Twelve Large Sea Scallops
A Tablespoon Of Fennel Seeds
½ Teaspoon Of Smoked Spanish Paprika
½ Teaspoon Of Dried Oregano
¼ Teaspoon Of Crushed Red Pepper Flakes
¾ Teaspoon Of Sea Salt
A Teaspoon Of Unsalted Butter
A Tablespoon Of Olive Oil
Combine the fennel seeds, the Spanish paprika, the oregano, the crushed red pepper flakes, and the sea salt in a coffee grinder. Grind into a smooth powder. Spread the spice rub out evenly on a flat plate.
Coat one side of the scallops with the spice mixture by placing the scallop onto the spice rub (that had been spread out on the plate). The spice powder should easily stick to the moist scallops. Place the scallops on a plate with the spice side up.

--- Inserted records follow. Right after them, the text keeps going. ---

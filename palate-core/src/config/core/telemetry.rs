use crate::config::constants::defaults;
use serde::{Deserialize, Serialize};

/// Logging configuration
#[derive(Debug, Clone, Deserialize, Serialize)]
pub struct TelemetryConfig {
    /// Default `tracing` filter directive; `RUST_LOG` takes precedence
    #[serde(default = "default_log_level")]
    pub log_level: String,
}

impl Default for TelemetryConfig {
    fn default() -> Self {
        Self {
            log_level: default_log_level(),
        }
    }
}

fn default_log_level() -> String {
    defaults::LOG_LEVEL.to_string()
}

Heat a 12-14 inch non-stick skillet on medium high heat for three minutes. Add the butter and the olive oil. Make sure that the butter and the olive oil evenly coat the sauté pan. Add the scallops with the spice side down allowing equal space in between each one.
Cook the scallops for about five minutes without touching until a dark brown crust forms. Turn the scallops over and cook the other side for three minutes. Turn off the heat. Serve with fresh lemon wedges.